* [Work item]: Print all records exactly, leaving nothing out.

Saved data entries
-- Opening Marker --

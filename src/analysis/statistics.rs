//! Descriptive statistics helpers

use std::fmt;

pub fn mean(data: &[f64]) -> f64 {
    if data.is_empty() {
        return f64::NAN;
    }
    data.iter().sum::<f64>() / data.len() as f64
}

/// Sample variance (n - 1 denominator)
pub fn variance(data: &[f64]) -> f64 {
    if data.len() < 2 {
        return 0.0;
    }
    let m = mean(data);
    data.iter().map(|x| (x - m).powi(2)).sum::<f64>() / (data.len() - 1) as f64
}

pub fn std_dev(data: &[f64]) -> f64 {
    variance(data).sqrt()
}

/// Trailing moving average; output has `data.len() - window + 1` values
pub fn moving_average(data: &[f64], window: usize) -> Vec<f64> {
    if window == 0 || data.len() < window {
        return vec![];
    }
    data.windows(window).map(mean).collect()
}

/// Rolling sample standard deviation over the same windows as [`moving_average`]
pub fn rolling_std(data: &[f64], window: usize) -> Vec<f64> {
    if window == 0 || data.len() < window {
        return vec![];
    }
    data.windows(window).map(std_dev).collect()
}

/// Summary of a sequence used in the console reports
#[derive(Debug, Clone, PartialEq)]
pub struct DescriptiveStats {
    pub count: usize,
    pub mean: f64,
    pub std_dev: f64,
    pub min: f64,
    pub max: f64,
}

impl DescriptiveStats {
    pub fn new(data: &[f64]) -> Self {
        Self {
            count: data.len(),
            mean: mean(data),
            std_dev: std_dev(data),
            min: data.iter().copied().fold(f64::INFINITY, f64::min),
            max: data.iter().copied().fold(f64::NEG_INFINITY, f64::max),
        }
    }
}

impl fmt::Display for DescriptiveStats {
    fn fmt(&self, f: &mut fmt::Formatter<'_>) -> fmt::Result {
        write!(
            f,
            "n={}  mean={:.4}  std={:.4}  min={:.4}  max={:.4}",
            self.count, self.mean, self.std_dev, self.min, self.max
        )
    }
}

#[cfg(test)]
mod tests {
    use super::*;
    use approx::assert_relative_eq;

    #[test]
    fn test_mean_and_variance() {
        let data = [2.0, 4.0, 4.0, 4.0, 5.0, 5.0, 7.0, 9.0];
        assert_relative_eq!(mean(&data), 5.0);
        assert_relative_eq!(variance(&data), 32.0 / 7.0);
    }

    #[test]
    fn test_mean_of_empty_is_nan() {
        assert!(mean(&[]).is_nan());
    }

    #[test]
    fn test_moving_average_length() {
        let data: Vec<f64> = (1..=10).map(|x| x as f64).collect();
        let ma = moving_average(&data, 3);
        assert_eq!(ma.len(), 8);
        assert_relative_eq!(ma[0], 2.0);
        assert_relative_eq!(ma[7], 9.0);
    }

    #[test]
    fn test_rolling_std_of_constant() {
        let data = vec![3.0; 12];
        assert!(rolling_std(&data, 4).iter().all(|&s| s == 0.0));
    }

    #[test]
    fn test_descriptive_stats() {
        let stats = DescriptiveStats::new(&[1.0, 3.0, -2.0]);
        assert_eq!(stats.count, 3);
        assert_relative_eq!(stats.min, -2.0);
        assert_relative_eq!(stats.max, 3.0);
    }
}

-- Closing Marker --

* [Written response]:
filename src/analysis/statistics.rs
//! Descriptive statistics helpers

use std::fmt;

pub fn mean(data: &[f64]) -> f64 {
    if data.is_empty() {
        return f64::NAN;
    }
    data.iter().sum::<f64>() / data.len() as f64
}

/// Sample variance (n - 1 denominator)
pub fn variance(data: &[f64]) -> f64 {
    if data.len() < 2 {
        return 0.0;
    }
    let m = mean(data);
    data.iter().map(|x| (x - m).powi(2)).sum::<f64>() / (data.len() - 1) as f64
}

pub fn std_dev(data: &[f64]) -> f64 {
    variance(data).sqrt()
}

/// Trailing moving average; output has `data.len() - window + 1` values
pub fn moving_average(data: &[f64], window: usize) -> Vec<f64> {
    if window == 0 || data.len() < window {
        return vec![];
    }
    data.windows(window).map(mean).collect()
}

/// Rolling sample standard deviation over the same windows as [`moving_average`]
pub fn rolling_std(data: &[f64], window: usize) -> Vec<f64> {
    if window == 0 || data.len() < window {
        return vec![];
    }
    data.windows(window).map(std_dev).collect()
}

/// Summary of a sequence used in the console reports
#[derive(Debug, Clone, PartialEq)]
pub struct DescriptiveStats {
    pub count: usize,
    pub mean: f64,
    pub std_dev: f64,
    pub min: f64,
    pub max: f64,
}

impl DescriptiveStats {
    pub fn new(data: &[f64]) -> Self {
        Self {
            count: data.len(),
            mean: mean(data),
            std_dev: std_dev(data),
            min: data.iter().copied().fold(f64::INFINITY, f64::min),
            max: data.iter().copied().fold(f64::NEG_INFINITY, f64::max),
        }
    }
}

impl fmt::Display for DescriptiveStats {
    fn fmt(&self, f: &mut fmt::Formatter<'_>) -> fmt::Result {
        write!(
            f,
            "n={}  mean={:.4}  std={:.4}  min={:.4}  max={:.4}",
            self.count, self.mean, self.std_dev, self.min, self.max
        )
    }
}

#[cfg(test)]
mod tests {
    use super::*;
    use approx::assert_relative_eq;

    #[test]
    fn test_mean_and_variance() {
        let data = [2.0, 4.0, 4.0, 4.0, 5.0, 5.0, 7.0, 9.0];
        assert_relative_eq!(mean(&data), 5.0);
        assert_relative_eq!(variance(&data), 32.0 / 7.0);
    }

    #[test]
    fn test_mean_of_empty_is_nan() {
        assert!(mean(&[]).is_nan());
    }

    #[test]
    fn test_moving_average_length() {
        let data: Vec<f64> = (1..=10).map(|x| x as f64).collect();
        let ma = moving_average(&data, 3);
        assert_eq!(ma.len(), 8);
        assert_relative_eq!(ma[0], 2.0);
        assert_relative_eq!(ma[7], 9.0);
    }

    #[test]
    fn test_rolling_std_of_constant() {
        let data = vec![3.0; 12];
        assert!(rolling_std(&data, 4).iter().all(|&s| s == 0.0));
    }

    #[test]
    fn test_descriptive_stats() {
        let stats = DescriptiveStats::new(&[1.0, 3.0, -2.0]);
        assert_eq!(stats.count, 3);
        assert_relative_eq!(stats.min, -2.0);
        assert_relative_eq!(stats.max, 3.0);
    }
}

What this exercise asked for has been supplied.